Oct. 18 (Bloomberg) -- Turkey’s central bank sold more than $1 billion of its reserves, stepping up a two-month campaign to arrest a slump in the lira that’s triggered by concern about the record current account gap.
The lira rose 0.5 percent to 1.8574 per dollar at 8:02 p.m. in Istanbul, reversing earlier losses. The central bank, which announced the intervention on its website, sold more than $500 million for liras, according to three traders who asked not to be identified because they are not authorized to speak publicly on the matter. It also sold $750 million earlier today through a pre-announced auction.
“I’m not sure this intervention sends the right signal to the market,” Roderick Ngotho, a strategist at Royal Bank of Scotland Group Plc, said by e-mail. “The lira had already come under pressure due to the current account. Those who are bearish on the lira hold that stance primarily because of the impression that the sizable current account deficit will persist.”
Turkey’s central bank is seeking to defend the lira with foreign currency reserves that totaled $85.1 billion on Oct. 7, less than a fifth of Russia’s $510.4 billion in gold and foreign currency. Indonesia, India and South Korea, as well as Brazil and Peru, sold dollars last month to stem declines in their currencies, according to central bankers and traders. Russia also sold foreign currency in September, UniCredit SpA, wrote in an e-mailed report on Sept. 29.
Turkey has been selling dollars through regular auctions for more than two months as the country’s record current-account deficit of almost 10 percent of economic output and European financial woes dented investor confidence.
The central bank in Ankara said it intervened after seeing “unhealthy prices as a result of speculative behavior linked to a loss of market depth,” according to an e-mailed statement. It said it may also sell “a large amount” of foreign currency in an auction tomorrow. It didn’t say how many dollars it sold today.
Yields on two-year benchmark bonds fell 12 basis points, or 0.12 percentage point, to 8.55 percent, sliding for the first day in four.
“I do not believe that the direct interventions will have any more effect than the foreign-exchange auctions did, because the underlying problem is the same,” Thu Lan Nguyen, a currency strategist at Commerzbank AG in Frankfurt, said in e-mailed response to questions. “It would run out of reserves quickly.”
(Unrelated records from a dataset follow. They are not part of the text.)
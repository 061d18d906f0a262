//! Player Input
//!
//! Held-key flags as last reported by a client, and the movement axis the
//! engine derives from them. Flags persist between ticks until the next
//! input message overwrites them.

use crate::core::vec2::Vec2;
use crate::game::court::MOVE_DEAD_ZONE;

/// Raw held-key state for one player.
#[derive(Clone, Copy, Debug, Default, PartialEq, Eq)]
pub struct InputState {
    /// Move left key held
    pub left: bool,
    /// Move right key held
    pub right: bool,
    /// Move down key held
    pub down: bool,
    /// Move up key held
    pub up: bool,
    /// Pass/shoot key held
    pub space: bool,
}

impl InputState {
    /// Input with no keys held.
    pub const fn idle() -> Self {
        Self {
            left: false,
            right: false,
            down: false,
            up: false,
            space: false,
        }
    }

    /// Unit movement direction, or ZERO inside the dead zone.
    ///
    /// Each axis contributes -1, 0, or +1; opposed keys cancel, and the
    /// resulting vector is normalized so diagonals are not faster.
    pub fn move_direction(&self) -> Vec2 {
        let mut v = Vec2::ZERO;
        if self.left {
            v.x -= 1.0;
        }
        if self.right {
            v.x += 1.0;
        }
        if self.down {
            v.y -= 1.0;
        }
        if self.up {
            v.y += 1.0;
        }

        if v.length() > MOVE_DEAD_ZONE {
            v.normalize_or_zero()
        } else {
            Vec2::ZERO
        }
    }

    /// Whether any movement key resolves to motion.
    #[inline]
    pub fn has_movement(&self) -> bool {
        self.move_direction() != Vec2::ZERO
    }
}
The central bank’s foreign exchange reserves declined $2.4 billion in the week to Oct. 7, selling dollars as the lira slid to a record low of 1.9096 per dollar. It sold $70 million yesterday.
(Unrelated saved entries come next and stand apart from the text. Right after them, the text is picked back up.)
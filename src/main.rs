//! Zoneball Game Server
//!
//! Authoritative server binary. Binds the TCP listener and runs the
//! simulation loop until killed.
//!
//! The port comes from the first CLI argument, then the `ZONEBALL_PORT`
//! environment variable, then the default.

use std::net::SocketAddr;

use anyhow::Context;
use tracing::info;
use tracing_subscriber::EnvFilter;

use zoneball::network::server::{GameServer, ServerConfig};
use zoneball::{DEFAULT_PORT, TICK_RATE, VERSION};

fn listen_port() -> anyhow::Result<u16> {
    if let Some(arg) = std::env::args().nth(1) {
        return arg
            .parse()
            .with_context(|| format!("invalid port argument {arg:?}"));
    }
    if let Ok(var) = std::env::var("ZONEBALL_PORT") {
        return var
            .parse()
            .with_context(|| format!("invalid ZONEBALL_PORT value {var:?}"));
    }
    Ok(DEFAULT_PORT)
}

// The whole server is one simulation loop plus byte-shuttling tasks; a
// single-threaded runtime covers it.
#[tokio::main(flavor = "current_thread")]
async fn main() -> anyhow::Result<()> {
    tracing_subscriber::fmt()
        .with_env_filter(
            EnvFilter::try_from_default_env().unwrap_or_else(|_| EnvFilter::new("info")),
        )
        .init();

    info!("Zoneball Server v{}", VERSION);
    info!("Tick Rate: {} Hz", TICK_RATE);

    let port = listen_port()?;
    let config = ServerConfig {
        bind_addr: SocketAddr::from(([0, 0, 0, 0], port)),
        tick_rate: TICK_RATE,
    };

    let server = GameServer::bind(config)
        .await
        .with_context(|| format!("failed to bind port {port}"))?;
    server.run().await.context("server loop failed")?;

    Ok(())
}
Investors should buy liras at a rate of 1.87 per dollar and sell at 1.79 because the central bank will intervene “aggressively” to support the currency, JPMorgan strategists including Mike Trounce said in an e-mailed report to investors.
“In the short run the central bank has the determination and capacity to support the lira,” Trounce said in the report.
The bank started selling dollars for lira on Aug. 5, the day after it cut the benchmark one-week repo rate to a record low. The lira’s slide has been “useful and sufficient,” Governor Erdem Basci said Sept. 30. The currency traded at 1.8599 per dollar that day. Direct market interventions aren’t always successful and can cause more volatility, Basci said.
“The market is now challenging the central bank’s commitment and its capacity to contain the currency depreciation,” HSBC currency strategist Murat Toprak said. “The central bank has now no choice but to be more aggressive.”